EXERCISE
Give every entry again, word for word and in full.

PROVIDED DATA
◆ ◆ ◆ ◆ ◆ ◆ ◆

//! Typed error for the paper-rag crate.

use std::time::Duration;

use paper_store::StoreError;
use thiserror::Error;

use crate::relevance::RankedResult;

#[derive(Debug, Error)]
pub enum RagError {
    /// Malformed caller input. Never retried.
    #[error("invalid query: {0}")]
    InvalidQuery(String),

    #[error("embedding unavailable: {0}")]
    EmbeddingUnavailable(String),

    #[error("index unavailable: {0}")]
    IndexUnavailable(String),

    /// A referenced chunk vanished from the store.
    #[error("chunk not found: {0}")]
    NotFound(String),

    /// Answer synthesis failed after retrieval succeeded. `partial` keeps the
    /// ranked sources so callers can still inspect them.
    #[error("generation failed: {reason}")]
    GenerationFailed {
        reason: String,
        partial: Box<RankedResult>,
    },

    #[error("{operation} timed out after {after:?}")]
    Timeout {
        operation: &'static str,
        after: Duration,
    },

    /// Retrieval worked but nothing matched the question.
    #[error("no relevant context found")]
    NoRelevantContext,

    /// The caller abandoned the query.
    #[error("query cancelled")]
    Cancelled,

    #[error("config error: {0}")]
    Config(String),
}

impl RagError {
    /// Failures of an external collaborator that the retrieval stage may degrade around.
    pub fn is_transient(&self) -> bool {
        matches!(
            self,
            RagError::EmbeddingUnavailable(_)
                | RagError::IndexUnavailable(_)
                | RagError::Timeout { .. }
        )
    }
}

impl From<StoreError> for RagError {
    fn from(e: StoreError) -> Self {
        match e {
            StoreError::NotFound(id) => RagError::NotFound(id),
            StoreError::IndexUnavailable(m) => RagError::IndexUnavailable(m),
            StoreError::EmbeddingUnavailable(m) | StoreError::EmbeddingRejected(m) => {
                RagError::EmbeddingUnavailable(m)
            }
            e @ StoreError::VectorSizeMismatch { .. } => {
                RagError::EmbeddingUnavailable(e.to_string())
            }
            StoreError::Parse(e) => RagError::IndexUnavailable(format!("bad payload: {e}")),
            StoreError::Config(m) => RagError::Config(m),
        }
    }
}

◆ ◆ ◆ ◆ ◆ ◆ ◆

ANSWER TO THE PROBLEM
//! Typed error for the paper-rag crate.

use std::time::Duration;

use paper_store::StoreError;
use thiserror::Error;

use crate::relevance::RankedResult;

#[derive(Debug, Error)]
pub enum RagError {
    /// Malformed caller input. Never retried.
    #[error("invalid query: {0}")]
    InvalidQuery(String),

    #[error("embedding unavailable: {0}")]
    EmbeddingUnavailable(String),

    #[error("index unavailable: {0}")]
    IndexUnavailable(String),

    /// A referenced chunk vanished from the store.
    #[error("chunk not found: {0}")]
    NotFound(String),

    /// Answer synthesis failed after retrieval succeeded. `partial` keeps the
    /// ranked sources so callers can still inspect them.
    #[error("generation failed: {reason}")]
    GenerationFailed {
        reason: String,
        partial: Box<RankedResult>,
    },

    #[error("{operation} timed out after {after:?}")]
    Timeout {
        operation: &'static str,
        after: Duration,
    },

    /// Retrieval worked but nothing matched the question.
    #[error("no relevant context found")]
    NoRelevantContext,

    /// The caller abandoned the query.
    #[error("query cancelled")]
    Cancelled,

    #[error("config error: {0}")]
    Config(String),
}

impl RagError {
    /// Failures of an external collaborator that the retrieval stage may degrade around.
    pub fn is_transient(&self) -> bool {
        matches!(
            self,
            RagError::EmbeddingUnavailable(_)
                | RagError::IndexUnavailable(_)
                | RagError::Timeout { .. }
        )
    }
}

impl From<StoreError> for RagError {
    fn from(e: StoreError) -> Self {
        match e {
            StoreError::NotFound(id) => RagError::NotFound(id),
            StoreError::IndexUnavailable(m) => RagError::IndexUnavailable(m),
            StoreError::EmbeddingUnavailable(m) | StoreError::EmbeddingRejected(m) => {
                RagError::EmbeddingUnavailable(m)
            }
            e @ StoreError::VectorSizeMismatch { .. } => {
                RagError::EmbeddingUnavailable(e.to_string())
            }
            StoreError::Parse(e) => RagError::IndexUnavailable(format!("bad payload: {e}")),
            StoreError::Config(m) => RagError::Config(m),
        }
    }
}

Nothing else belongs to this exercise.